Your goal
Produce the records below again, word for word, but stop after the line that contains "pub fn run(self)".

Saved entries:
[Start of section]
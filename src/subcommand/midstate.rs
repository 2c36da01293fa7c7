use super::*;

#[derive(Debug, Parser)]
pub struct Midstate {
    #[arg(help = "Hex encoded 80-byte block <HEADER>.")]
    header: String,
}

impl Midstate {
    pub fn run(self) -> Result {
        let header = hex::decode(self.header.trim()).context("header is not valid hex")?;

        let header = <[u8; 80]>::try_from(header.as_slice())
            .map_err(|_| anyhow!("header must be 80 bytes, got {}", header.len()))?;

        println!("{}", hex::encode(hash::midstate(&header)));

        Ok(())
    }
}
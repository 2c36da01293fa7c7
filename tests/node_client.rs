use super::*;

fn client(node: &MockNode) -> NodeClient {
    NodeClient::new(&node.server(), Some(("user".into(), "pass".into())))
        .unwrap()
        .with_template_retry(Duration::from_millis(10))
        .with_submit_retry(Duration::from_millis(10), 3)
}

/// Address of a port nothing listens on.
fn closed_server() -> String {
    std::net::TcpListener::bind("127.0.0.1:0")
        .unwrap()
        .local_addr()
        .unwrap()
        .to_string()
}

#[tokio::test(flavor = "multi_thread")]
async fn fetch_template() {
    let node = MockNode::builder(regtest_template()).spawn().await;

    let raw = client(&node).fetch_template().await.unwrap();

    assert_eq!(raw.height, 300);
    assert_eq!(raw.transactions.len(), 2);
    assert_eq!(node.template_requests(), 1);

    // "user:pass"
    assert_eq!(node.authorization(), Some("Basic dXNlcjpwYXNz".into()));
}

#[tokio::test(flavor = "multi_thread")]
async fn fetch_template_retries_until_node_answers() {
    let node = MockNode::builder(regtest_template())
        .template_failures(3)
        .spawn()
        .await;

    let raw = client(&node).fetch_template().await.unwrap();

    assert_eq!(raw.height, 300);
    assert_eq!(node.template_requests(), 4);
}

#[tokio::test(flavor = "multi_thread")]
async fn fetch_template_retries_unreachable_node() {
    let server = closed_server();

    let client = NodeClient::new(&server, None)
        .unwrap()
        .with_template_retry(Duration::from_millis(10));

    assert!(
        tokio::time::timeout(Duration::from_millis(500), client.fetch_template())
            .await
            .is_err()
    );
}

#[tokio::test(flavor = "multi_thread")]
async fn submit_accepted() {
    let node = MockNode::builder(regtest_template()).spawn().await;

    assert!(client(&node).submit_block("00ff").await);
    assert_eq!(node.submissions(), ["00ff"]);
}

#[tokio::test(flavor = "multi_thread")]
async fn submit_rejected_is_not_retried() {
    let node = MockNode::builder(regtest_template())
        .submit_response(json!("high-hash"))
        .spawn()
        .await;

    assert!(!client(&node).submit_block("00ff").await);
    assert_eq!(node.submissions().len(), 1);
}

#[tokio::test(flavor = "multi_thread")]
async fn submit_gives_up_on_unreachable_node() {
    let server = closed_server();

    let client = NodeClient::new(&server, None)
        .unwrap()
        .with_submit_retry(Duration::from_millis(10), 3);

    assert!(
        !tokio::time::timeout(Duration::from_secs(30), client.submit_block("00ff"))
            .await
            .unwrap()
    );
}
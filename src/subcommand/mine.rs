use super::*;

#[derive(Debug, Parser)]
pub struct Mine {
    #[arg(long, help = "Exit after the first accepted block.")]
    once: bool,
}

impl Mine {
    pub async fn run(self, settings: Settings, cancel_token: CancellationToken) -> Result {
        let configs = settings.devices();

        ensure!(!configs.is_empty(), "No mining devices configured");

        let devices = configs
            .iter()
            .enumerate()
            .map(|(index, config)| config.build(index))
            .collect::<Result<Vec<_>>>()?;

        for device in &devices {
            info!("Using {device}");
        }

        let coinbase = settings.coinbase_config()?;
        let client = settings.node_client()?;
        let orchestrator = Orchestrator::new(devices, settings.timeout());

        Miner::new(client, orchestrator, coinbase)
            .once(self.once)
            .run(cancel_token)
            .await?;

        Ok(())
    }
}
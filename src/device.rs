use super::*;

pub use {config::DeviceConfig, serial::SerialDevice, simulator::SimulatedDevice};

mod config;
mod serial;
mod simulator;

/// Size of a candidate nonce as reported by a device.
pub const NONCE_SIZE: usize = 4;

#[derive(Debug, Snafu)]
#[snafu(visibility(pub(crate)))]
pub enum DeviceConnectionError {
    #[snafu(display("Cannot connect to {device}: {source}"))]
    Open {
        device: String,
        source: tokio_serial::Error,
    },
    #[snafu(display("Cannot connect to {device}: {source}"))]
    Io { device: String, source: io::Error },
    #[snafu(display("Cannot connect to {device}: write timed out after {}s", timeout.as_secs_f64()))]
    WriteTimeout { device: String, timeout: Duration },
    #[snafu(display("Cannot connect to {device}: device is not connected, call connect() first"))]
    NotConnected { device: String },
    #[snafu(display("Cannot connect to {device}: cannot process {size} bytes of work"))]
    UnsupportedWork { device: String, size: usize },
}

impl DeviceConnectionError {
    pub fn device(&self) -> &str {
        match self {
            Self::Open { device, .. }
            | Self::Io { device, .. }
            | Self::WriteTimeout { device, .. }
            | Self::NotConnected { device }
            | Self::UnsupportedWork { device, .. } => device,
        }
    }
}

/// Outcome of a single device read.
#[derive(Debug, Clone, PartialEq, Eq)]
pub enum Read {
    Bytes(Vec<u8>),
    /// The device's read window closed without a share.
    TimedOut,
}

/// A hashing unit that searches for nonces on its own.
#[async_trait]
pub trait Device: Display + Send {
    fn name(&self) -> &str;

    fn kind(&self) -> &'static str;

    /// Whether the device accepts `midstate || tail` work instead of a full header.
    fn supports_midstate(&self) -> bool;

    fn is_connected(&self) -> bool;

    /// Opens the transport. Calling it on a connected device does nothing.
    async fn connect(&mut self) -> Result<(), DeviceConnectionError>;

    /// Releases the transport and aborts any search in progress.
    async fn disconnect(&mut self);

    async fn write(&mut self, work: &[u8]) -> Result<(), DeviceConnectionError>;

    async fn read(&mut self, size: usize) -> Result<Read, DeviceConnectionError>;
}

/// Search work as sent over the wire.
#[derive(Debug, Clone, Copy, PartialEq, Eq)]
pub enum Work {
    Header([u8; 80]),
    Midstate { midstate: [u8; 32], tail: [u8; 16] },
}

impl Work {
    /// Midstate work for `header`. The last 16 header bytes are sent with every
    /// 4-byte group byte-swapped.
    pub fn midstate(midstate: [u8; 32], header: &[u8; 80]) -> Self {
        let mut tail = [0u8; 16];
        for (out, word) in tail.chunks_exact_mut(4).zip(header[64..].chunks_exact(4)) {
            BigEndian::write_u32(out, LittleEndian::read_u32(word));
        }
        Self::Midstate { midstate, tail }
    }

    pub fn to_bytes(&self) -> Vec<u8> {
        match self {
            Self::Header(header) => header.to_vec(),
            Self::Midstate { midstate, tail } => {
                let mut bytes = Vec::with_capacity(48);
                bytes.extend_from_slice(midstate);
                bytes.extend_from_slice(tail);
                bytes
            }
        }
    }
}

#[cfg(test)]
mod tests {
    use super::*;

    #[test]
    fn midstate_work_swaps_tail_words() {
        let mut header = [0u8; 80];
        header[64..].copy_from_slice(&[
            0x01, 0x02, 0x03, 0x04, 0x05, 0x06, 0x07, 0x08, 0x09, 0x0a, 0x0b, 0x0c, 0x0d, 0x0e,
            0x0f, 0x10,
        ]);

        let work = Work::midstate([0xaa; 32], &header);
        let bytes = work.to_bytes();

        assert_eq!(bytes.len(), 48);
        assert_eq!(&bytes[..32], &[0xaa; 32]);
        assert_eq!(
            &bytes[32..],
            &[
                0x04, 0x03, 0x02, 0x01, 0x08, 0x07, 0x06, 0x05, 0x0c, 0x0b, 0x0a, 0x09, 0x10, 0x0f,
                0x0e, 0x0d,
            ]
        );
    }

    #[test]
    fn header_work_is_verbatim() {
        let header = [7u8; 80];
        assert_eq!(Work::Header(header).to_bytes(), header.to_vec());
    }

    #[test]
    fn errors_name_the_device() {
        let err = DeviceConnectionError::NotConnected {
            device: "usb0".into(),
        };
        assert_eq!(err.device(), "usb0");
        assert_eq!(
            err.to_string(),
            "Cannot connect to usb0: device is not connected, call connect() first"
        );
    }
}
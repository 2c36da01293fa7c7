use {super::*, rand::Rng};

/// Fixed share target the simulator searches against, independent of the
/// template's target.
const SIMULATOR_TARGET: [u8; 32] = {
    let mut target = [0xff; 32];
    target[0] = 0;
    target[1] = 0;
    target
};

const JITTER_THRESHOLD: Duration = Duration::from_secs(2);

/// Software stand-in for a mining board. Sleeps roughly `avg_delay` per read,
/// then scans the header it was given for the next nonce below
/// [`SIMULATOR_TARGET`].
pub struct SimulatedDevice {
    name: String,
    avg_delay: Duration,
    timeout: Option<Duration>,
    header: Option<[u8; 80]>,
    connected: bool,
    stop: Arc<AtomicBool>,
}

impl SimulatedDevice {
    pub fn new(name: String, avg_delay: Duration, timeout: Option<Duration>) -> Self {
        Self {
            name,
            avg_delay,
            timeout,
            header: None,
            connected: false,
            stop: Arc::new(AtomicBool::new(false)),
        }
    }

    fn delay(&self) -> Duration {
        if self.avg_delay <= JITTER_THRESHOLD {
            return self.avg_delay;
        }

        let jitter = rand::rng().random_range(-2.0..=2.0);

        Duration::from_secs_f64((self.avg_delay.as_secs_f64() + jitter).max(0.0))
    }

    fn not_connected(&self) -> DeviceConnectionError {
        DeviceConnectionError::NotConnected {
            device: self.name.clone(),
        }
    }
}

/// First nonce at or above the header's own nonce whose hash meets the
/// simulator target. `None` once the nonce space is exhausted or `stop` is set.
fn scan(mut header: [u8; 80], stop: &AtomicBool) -> Option<u32> {
    let start = LittleEndian::read_u32(&header[76..80]);

    for nonce in start..=u32::MAX {
        if nonce % 0x1000 == 0 && stop.load(Ordering::Relaxed) {
            return None;
        }

        LittleEndian::write_u32(&mut header[76..80], nonce);

        let mut hash = hash::sha256d(&header);
        hash.reverse();

        if hash <= SIMULATOR_TARGET {
            return Some(nonce);
        }
    }

    None
}

impl Display for SimulatedDevice {
    fn fmt(&self, f: &mut Formatter<'_>) -> fmt::Result {
        write!(
            f,
            "<Device '{}' [type=simulator, avg_delay={}s, timeout=",
            self.name,
            self.avg_delay.as_secs_f64()
        )?;

        match self.timeout {
            Some(timeout) => write!(f, "{}s]>", timeout.as_secs_f64()),
            None => write!(f, "none]>"),
        }
    }
}

#[async_trait]
impl Device for SimulatedDevice {
    fn name(&self) -> &str {
        &self.name
    }

    fn kind(&self) -> &'static str {
        "simulator"
    }

    fn supports_midstate(&self) -> bool {
        false
    }

    fn is_connected(&self) -> bool {
        self.connected
    }

    async fn connect(&mut self) -> Result<(), DeviceConnectionError> {
        if !self.connected {
            self.stop = Arc::new(AtomicBool::new(false));
            self.connected = true;
        }

        Ok(())
    }

    async fn disconnect(&mut self) {
        self.stop.store(true, Ordering::Relaxed);
        self.connected = false;
        self.header = None;
    }

    async fn write(&mut self, work: &[u8]) -> Result<(), DeviceConnectionError> {
        if !self.connected {
            return Err(self.not_connected());
        }

        let header: [u8; 80] =
            work.try_into()
                .map_err(|_| DeviceConnectionError::UnsupportedWork {
                    device: self.name.clone(),
                    size: work.len(),
                })?;

        self.header = Some(header);

        Ok(())
    }

    async fn read(&mut self, _size: usize) -> Result<Read, DeviceConnectionError> {
        if !self.connected {
            return Err(self.not_connected());
        }

        let delay = self.delay();

        if let Some(timeout) = self.timeout
            && timeout < delay
        {
            sleep(timeout).await;
            return Ok(Read::TimedOut);
        }

        sleep(delay).await;

        let Some(header) = self.header else {
            return Ok(Read::TimedOut);
        };

        let stop = self.stop.clone();

        let found = task::spawn_blocking(move || scan(header, &stop))
            .await
            .map_err(|err| DeviceConnectionError::Io {
                device: self.name.clone(),
                source: io::Error::other(err),
            })?;

        match found {
            Some(nonce) => {
                debug!("{} found nonce {}", self.name, Nonce::from(nonce));

                self.header = nonce.checked_add(1).map(|next| {
                    let mut next_header = header;
                    LittleEndian::write_u32(&mut next_header[76..80], next);
                    next_header
                });

                Ok(Read::Bytes(nonce.to_be_bytes().to_vec()))
            }
            None => {
                self.header = None;
                Ok(Read::TimedOut)
            }
        }
    }
}

#[cfg(test)]
mod tests {
    use super::*;

    const HEADER: &str = "00000020f5e4d3c2b1a0f9e8d7c6b5a4e3d2c1f7a3e8e4b5401f5b4c6c1b0a9d1e0a3a3d\
                          d2f3384241007491d002d0d201ff1c4a116435321f0efe15f0811be4496924c700f15365\
                          ffff001f00000000";

    const WINNER: u32 = 31883;

    fn header(nonce: u32) -> [u8; 80] {
        let mut header: [u8; 80] = hex::decode(HEADER).unwrap().try_into().unwrap();
        LittleEndian::write_u32(&mut header[76..80], nonce);
        header
    }

    fn device(timeout: Option<Duration>) -> SimulatedDevice {
        SimulatedDevice::new("sim".into(), Duration::from_millis(1), timeout)
    }

    #[test]
    fn simulator_target() {
        assert_eq!(
            hex::encode(SIMULATOR_TARGET),
            "0000ffffffffffffffffffffffffffffffffffffffffffffffffffffffffffff"
        );
    }

    #[test]
    fn scan_finds_first_share_from_start() {
        let stop = AtomicBool::new(false);
        assert_eq!(scan(header(WINNER - 100), &stop), Some(WINNER));
        assert_eq!(scan(header(WINNER), &stop), Some(WINNER));
    }

    #[test]
    fn scan_stops_when_asked() {
        let stop = AtomicBool::new(true);
        assert_eq!(scan(header(0), &stop), None);
    }

    #[test]
    fn no_jitter_for_short_delays() {
        let device = SimulatedDevice::new("sim".into(), Duration::from_secs(2), None);
        assert_eq!(device.delay(), Duration::from_secs(2));
    }

    #[test]
    fn jitter_stays_within_two_seconds() {
        let device = SimulatedDevice::new("sim".into(), Duration::from_secs(5), None);
        for _ in 0..100 {
            let delay = device.delay();
            assert!(delay >= Duration::from_secs(3), "{delay:?}");
            assert!(delay <= Duration::from_secs(7), "{delay:?}");
        }
    }

    #[tokio::test]
    async fn reports_big_endian_nonce_and_resumes() {
        let mut device = device(None);
        device.connect().await.unwrap();
        device.write(&header(WINNER - 100)).await.unwrap();

        assert_eq!(
            device.read(NONCE_SIZE).await.unwrap(),
            Read::Bytes(WINNER.to_be_bytes().to_vec())
        );

        let Read::Bytes(next) = device.read(NONCE_SIZE).await.unwrap() else {
            panic!("expected a second share");
        };
        assert!(u32::from_be_bytes(next.try_into().unwrap()) > WINNER);
    }

    #[tokio::test]
    async fn read_timeout_shorter_than_delay_yields_nothing() {
        let mut device =
            SimulatedDevice::new("sim".into(), Duration::from_millis(500), Some(Duration::ZERO));
        device.connect().await.unwrap();
        device.write(&header(WINNER - 100)).await.unwrap();

        assert_eq!(device.read(NONCE_SIZE).await.unwrap(), Read::TimedOut);
    }

    #[tokio::test]
    async fn rejects_midstate_work() {
        let mut device = device(None);
        device.connect().await.unwrap();

        assert!(matches!(
            device.write(&[0; 48]).await,
            Err(DeviceConnectionError::UnsupportedWork { size: 48, .. })
        ));
    }

    #[tokio::test]
    async fn requires_connection() {
        let mut device = device(None);

        assert!(matches!(
            device.write(&header(0)).await,
            Err(DeviceConnectionError::NotConnected { .. })
        ));

        device.connect().await.unwrap();
        device.connect().await.unwrap();
        assert!(device.is_connected());

        device.disconnect().await;
        assert!(!device.is_connected());

        assert!(matches!(
            device.read(NONCE_SIZE).await,
            Err(DeviceConnectionError::NotConnected { .. })
        ));
    }

    #[test]
    fn display() {
        assert_eq!(
            SimulatedDevice::new("sim".into(), Duration::from_secs(5), None).to_string(),
            "<Device 'sim' [type=simulator, avg_delay=5s, timeout=none]>"
        );
    }
}
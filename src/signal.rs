use {super::*, tokio::signal::ctrl_c};

/// Cancels the returned token on SIGINT or SIGTERM.
pub(crate) fn setup_signal_handler() -> CancellationToken {
    let cancel = CancellationToken::new();
    let cancel_clone = cancel.clone();

    tokio::spawn(async move {
        #[cfg(unix)]
        {
            use tokio::signal::unix::{SignalKind, signal};

            match signal(SignalKind::terminate()) {
                Ok(mut sigterm) => {
                    tokio::select! {
                        _ = ctrl_c() => {
                            info!("Received shutdown signal (Ctrl-C / SIGINT)");
                        }
                        _ = sigterm.recv() => {
                            info!("Received shutdown signal (SIGTERM)");
                        }
                    }
                }
                Err(err) => {
                    warn!("Failed to install SIGTERM handler: {err}");
                    ctrl_c().await.ok();
                    info!("Received shutdown signal (Ctrl-C / SIGINT)");
                }
            }
        }

        #[cfg(not(unix))]
        {
            ctrl_c().await.ok();
            info!("Received shutdown signal (Ctrl-C)");
        }

        cancel_clone.cancel();
    });

    cancel
}
use {
    anyhow::{Context, Error, anyhow, bail, ensure},
    arguments::Arguments,
    async_trait::async_trait,
    bitcoin::{
        Address, Amount, BlockHash, CompactTarget, Network, OutPoint, ScriptBuf, Sequence,
        Transaction, TxIn, TxMerkleNode, TxOut, Txid, VarInt, Witness, Wtxid,
        address::NetworkUnchecked, block, consensus, hashes::Hash,
        locktime::absolute::LockTime, script::write_scriptint,
    },
    block_template::BlockTemplate,
    byteorder::{BigEndian, ByteOrder, LittleEndian},
    chain::Chain,
    clap::{Parser, ValueEnum},
    coinbase::{CoinbaseBuilder, CoinbaseConfig, CoinbaseMessage},
    device::{Device, DeviceConfig, DeviceConnectionError, NONCE_SIZE, Read, Work},
    error::MinerError,
    miner::Miner,
    nbits::Nbits,
    node_client::NodeClient,
    nonce::Nonce,
    orchestrator::{Orchestrator, Outcome},
    raw_template::{RawTemplate, TargetHash, TemplateTransaction},
    reqwest::{StatusCode, Url},
    serde::{
        Deserialize, Serialize,
        de::{self, Deserializer},
    },
    serde_json::json,
    serde_with::{DeserializeFromStr, SerializeDisplay},
    settings::Settings,
    snafu::Snafu,
    std::{
        collections::BTreeMap,
        env,
        fmt::{self, Display, Formatter},
        fs, io,
        path::PathBuf,
        process,
        str::FromStr,
        sync::{
            Arc,
            atomic::{AtomicBool, Ordering},
        },
        time::Duration,
    },
    tokio::{
        runtime::Runtime,
        task::{self, JoinSet},
        time::{sleep, timeout},
    },
    tokio_util::sync::CancellationToken,
    tracing::{debug, error, info, warn},
    tracing_appender::non_blocking,
    tracing_subscriber::{EnvFilter, layer::SubscriberExt, util::SubscriberInitExt},
};

mod arguments;
pub mod block_template;
pub mod chain;
pub mod coinbase;
pub mod device;
pub mod error;
pub mod hash;
mod logs;
pub mod merkle;
pub mod miner;
pub mod nbits;
pub mod node_client;
pub mod nonce;
mod options;
pub mod orchestrator;
pub mod raw_template;
mod settings;
mod signal;
mod subcommand;

pub const USER_AGENT: &str = concat!("solo/", env!("CARGO_PKG_VERSION"));
/// Pause between `getblocktemplate` attempts while the node is unreachable.
pub const TEMPLATE_RETRY_INTERVAL: Duration = Duration::from_secs(5);
pub const SUBMIT_RETRY_INTERVAL: Duration = Duration::from_secs(5);
/// Total `submitblock` attempts on connection failure.
pub const SUBMIT_ATTEMPTS: usize = 10;
/// Pause after a device error before its task gives up for the round.
pub const DEVICE_COOLDOWN: Duration = Duration::from_secs(3);

type Result<T = (), E = Error> = std::result::Result<T, E>;

pub fn main() {
    let args = Arguments::parse();

    Runtime::new()
        .expect("Failed to create tokio runtime")
        .block_on(async {
            let cancel_token = signal::setup_signal_handler();

            match args.run(cancel_token).await {
                Err(err) => {
                    eprintln!("error: {err}");

                    for (i, cause) in err.chain().skip(1).enumerate() {
                        if i == 0 {
                            eprintln!();
                            eprintln!("because:");
                        }
                        eprintln!("- {cause}");
                    }

                    if env::var_os("RUST_BACKTRACE")
                        .map(|val| val == "1")
                        .unwrap_or_default()
                    {
                        eprintln!();
                        eprintln!("{}", err.backtrace());
                    }
                    process::exit(1);
                }
                Ok(_) => {
                    process::exit(0);
                }
            }
        });
}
[End of section]
Written reply
filename src/subcommand/midstate.rs
repository 2c36da01293fa7c7
use super::*;

#[derive(Debug, Parser)]
pub struct Midstate {
    #[arg(help = "Hex encoded 80-byte block <HEADER>.")]
    header: String,
}

impl Midstate {
    pub fn run(self) -> Result {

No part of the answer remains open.